Car les droits de scolarité ne sont pas gelés. Ça fait longtemps qu'ils ont dépassé les mythiques 500$ par année. Depuis 2007, les droits augmentent de 50$ par trimestre. En 2012, ils atteindront 2168$.

Le problème, c'est après 2012. Le gouvernement a dit qu'il augmenterait de nouveau les droits et que les «partenaires» seraient consultés sur l'importance de la hausse.

Mais la consultation, qui s'est déroulée hier sous la houlette de la ministre de l'Éducation, Line Beauchamp, s'est terminée en queue de poisson. Pas étonnant que les étudiants et les recteurs soient incapables de s'entendre sur une question aussi explosive.

Le Québec s'est toujours distingué du reste du Canada en gardant ses droits de scolarité historiquement bas. Avec raison. Je ne crois pas que les fils d'ouvrier vont se précipiter pour s'inscrire au programme de maîtrise en administration publique de McGill, qui exige des droits de 30 000$.
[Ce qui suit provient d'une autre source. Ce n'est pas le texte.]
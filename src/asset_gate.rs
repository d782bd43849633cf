//! Readiness gate for the scene's asynchronous asset loads.
//!
//! The gate knows up front how many assets the scene needs (one environment
//! map, one starfield texture and one texture per planet). Loads complete in
//! any order; the gate opens exactly once, on the notification that settles
//! the last outstanding asset.

use std::fmt;
use std::time::Duration;

use log::{info, warn};

/// Identifies one of the scene's asset loads.
#[derive(Debug, Clone, Copy, PartialEq, Eq, Hash)]
pub enum AssetKey {
    Environment,
    Starfield,
    Planet(usize),
}

impl fmt::Display for AssetKey {
    fn fmt(&self, f: &mut fmt::Formatter<'_>) -> fmt::Result {
        match self {
            Self::Environment => f.write_str("environment map"),
            Self::Starfield => f.write_str("starfield texture"),
            Self::Planet(index) => write!(f, "planet texture #{index}"),
        }
    }
}

/// Lifecycle of the gate. `Ready` is terminal.
#[derive(Debug, Clone, Copy, PartialEq, Eq)]
pub enum GateState {
    Loading,
    Ready,
}

/// Result of feeding a notification into the gate.
#[derive(Debug, Clone, Copy, PartialEq, Eq)]
pub enum GateTransition {
    /// Nothing changed, or the gate is still loading.
    None,
    /// The gate just opened. Returned once per gate.
    Opened,
}

#[derive(Debug, Clone, Copy, PartialEq, Eq)]
enum Slot {
    Pending,
    Loaded,
    Failed,
}

/// Counts settled loads against the known total.
#[derive(Debug)]
pub struct AssetGate {
    planets: usize,
    slots: Vec<Slot>,
    completed: usize,
    state: GateState,
    failures: Vec<(AssetKey, String)>,
    timeout: Option<Duration>,
}

impl AssetGate {
    /// Creates a gate expecting the environment map, the starfield and
    /// `planets` planet textures.
    pub fn new(planets: usize) -> Self {
        Self {
            planets,
            slots: vec![Slot::Pending; planets + 2],
            completed: 0,
            state: GateState::Loading,
            failures: Vec::new(),
            timeout: None,
        }
    }

    /// Forces the gate open once it has been loading for `timeout`.
    pub fn with_timeout(mut self, timeout: Duration) -> Self {
        self.timeout = Some(timeout);
        self
    }

    pub fn total(&self) -> usize {
        self.slots.len()
    }

    pub fn completed(&self) -> usize {
        self.completed
    }

    pub fn state(&self) -> GateState {
        self.state
    }

    pub fn is_ready(&self) -> bool {
        self.state == GateState::Ready
    }

    /// Assets that settled with an error, in arrival order.
    pub fn failures(&self) -> &[(AssetKey, String)] {
        &self.failures
    }

    /// Assets that have not reported yet.
    pub fn pending(&self) -> Vec<AssetKey> {
        self.slots
            .iter()
            .enumerate()
            .filter(|(_, slot)| **slot == Slot::Pending)
            .filter_map(|(index, _)| self.key_for(index))
            .collect()
    }

    /// Records a successful load.
    pub fn record_asset_loaded(&mut self, asset: AssetKey) -> GateTransition {
        self.settle(asset, Slot::Loaded)
    }

    /// Records a failed load. The asset still counts as settled so the scene
    /// can come up with a placeholder in its place.
    pub fn record_asset_failed(&mut self, asset: AssetKey, error: impl Into<String>) -> GateTransition {
        let error = error.into();
        let pending = self
            .slot_of(asset)
            .is_some_and(|index| self.slots[index] == Slot::Pending);
        if pending {
            warn!("{asset} failed to load: {error}");
            self.failures.push((asset, error));
        }
        self.settle(asset, Slot::Failed)
    }

    /// Opens the gate if it has been loading for longer than the timeout.
    pub fn expire(&mut self, elapsed: Duration) -> GateTransition {
        let Some(timeout) = self.timeout else {
            return GateTransition::None;
        };
        if self.is_ready() || elapsed < timeout {
            return GateTransition::None;
        }
        let pending = self.pending();
        warn!(
            "asset loading timed out after {:.1}s; still waiting on {} asset(s): {}",
            elapsed.as_secs_f32(),
            pending.len(),
            pending
                .iter()
                .map(ToString::to_string)
                .collect::<Vec<_>>()
                .join(", ")
        );
        self.open()
    }

    fn settle(&mut self, asset: AssetKey, outcome: Slot) -> GateTransition {
        let Some(index) = self.slot_of(asset) else {
            warn!("ignoring completion for unknown asset {asset}");
            return GateTransition::None;
        };
        if self.slots[index] != Slot::Pending {
            warn!("ignoring duplicate completion for {asset}");
            return GateTransition::None;
        }
        self.slots[index] = outcome;
        self.completed += 1;
        info!("{asset} settled ({}/{})", self.completed, self.total());

        if self.completed == self.total() && !self.is_ready() {
            self.open()
        } else {
            GateTransition::None
        }
    }

    fn open(&mut self) -> GateTransition {
        if self.is_ready() {
            return GateTransition::None;
        }
        self.state = GateState::Ready;
        info!("all assets settled; scene ready");
        GateTransition::Opened
    }

    fn slot_of(&self, asset: AssetKey) -> Option<usize> {
        match asset {
            AssetKey::Environment => Some(0),
            AssetKey::Starfield => Some(1),
            AssetKey::Planet(index) if index < self.planets => Some(index + 2),
            AssetKey::Planet(_) => None,
        }
    }

    fn key_for(&self, index: usize) -> Option<AssetKey> {
        match index {
            0 => Some(AssetKey::Environment),
            1 => Some(AssetKey::Starfield),
            i if i - 2 < self.planets => Some(AssetKey::Planet(i - 2)),
            _ => None,
        }
    }
}

#[cfg(test)]
mod tests {
    use super::*;

    fn all_keys(planets: usize) -> Vec<AssetKey> {
        let mut keys = vec![AssetKey::Environment, AssetKey::Starfield];
        keys.extend((0..planets).map(AssetKey::Planet));
        keys
    }

    #[test]
    fn total_counts_environment_starfield_and_planets() {
        assert_eq!(AssetGate::new(4).total(), 6);
        assert_eq!(AssetGate::new(1).total(), 3);
    }

    #[test]
    fn shuffled_completions_open_only_on_the_last_one() {
        let mut gate = AssetGate::new(4);
        let order = [
            AssetKey::Planet(2),
            AssetKey::Starfield,
            AssetKey::Planet(0),
            AssetKey::Environment,
            AssetKey::Planet(3),
        ];
        for key in order {
            assert_eq!(gate.record_asset_loaded(key), GateTransition::None);
            assert_eq!(gate.state(), GateState::Loading);
        }
        assert_eq!(gate.record_asset_loaded(AssetKey::Planet(1)), GateTransition::Opened);
        assert!(gate.is_ready());
        assert_eq!(gate.completed(), 6);
    }

    #[test]
    fn every_rotation_of_the_order_opens_exactly_once() {
        let keys = all_keys(4);
        for shift in 0..keys.len() {
            let mut gate = AssetGate::new(4);
            let mut opened = 0;
            for step in 0..keys.len() {
                let key = keys[(step + shift) % keys.len()];
                if gate.record_asset_loaded(key) == GateTransition::Opened {
                    opened += 1;
                    assert_eq!(step, keys.len() - 1);
                }
            }
            assert_eq!(opened, 1);
        }
    }

    #[test]
    fn duplicates_and_unknown_assets_are_ignored() {
        let mut gate = AssetGate::new(2);
        gate.record_asset_loaded(AssetKey::Environment);
        gate.record_asset_loaded(AssetKey::Environment);
        gate.record_asset_loaded(AssetKey::Planet(7));
        assert_eq!(gate.completed(), 1);
        assert!(gate.completed() <= gate.total());
        assert_eq!(gate.pending().len(), 3);
    }

    #[test]
    fn gate_never_reopens() {
        let mut gate = AssetGate::new(1);
        for key in all_keys(1) {
            gate.record_asset_loaded(key);
        }
        assert!(gate.is_ready());
        for key in all_keys(1) {
            assert_eq!(gate.record_asset_loaded(key), GateTransition::None);
        }
        assert_eq!(gate.completed(), gate.total());
    }

    #[test]
    fn failures_settle_their_slot() {
        let mut gate = AssetGate::new(1);
        gate.record_asset_loaded(AssetKey::Environment);
        gate.record_asset_failed(AssetKey::Planet(0), "no such file");
        assert_eq!(
            gate.record_asset_loaded(AssetKey::Starfield),
            GateTransition::Opened
        );
        assert_eq!(gate.failures().len(), 1);
        assert_eq!(gate.failures()[0].0, AssetKey::Planet(0));
    }

    #[test]
    fn timeout_opens_a_stalled_gate_once() {
        let mut gate = AssetGate::new(4).with_timeout(Duration::from_secs(5));
        gate.record_asset_loaded(AssetKey::Starfield);
        assert_eq!(gate.expire(Duration::from_secs(4)), GateTransition::None);
        assert_eq!(gate.expire(Duration::from_secs(5)), GateTransition::Opened);
        assert_eq!(gate.expire(Duration::from_secs(6)), GateTransition::None);
        assert_eq!(gate.record_asset_loaded(AssetKey::Environment), GateTransition::None);
    }

    #[test]
    fn without_timeout_expire_is_a_no_op() {
        let mut gate = AssetGate::new(4);
        assert_eq!(gate.expire(Duration::from_secs(3600)), GateTransition::None);
        assert!(!gate.is_ready());
    }
}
Alors, je pose de nouveau la question: qui doit payer? Car les universités ont besoin d'argent. C'est drôle, mais on ne parle jamais des entreprises privées, qui profitent largement de tous ces diplômés hautement qualifiés et formés à coups de dizaines de milliers de dollars. Il me semble que ce serait leur tour de contribuer.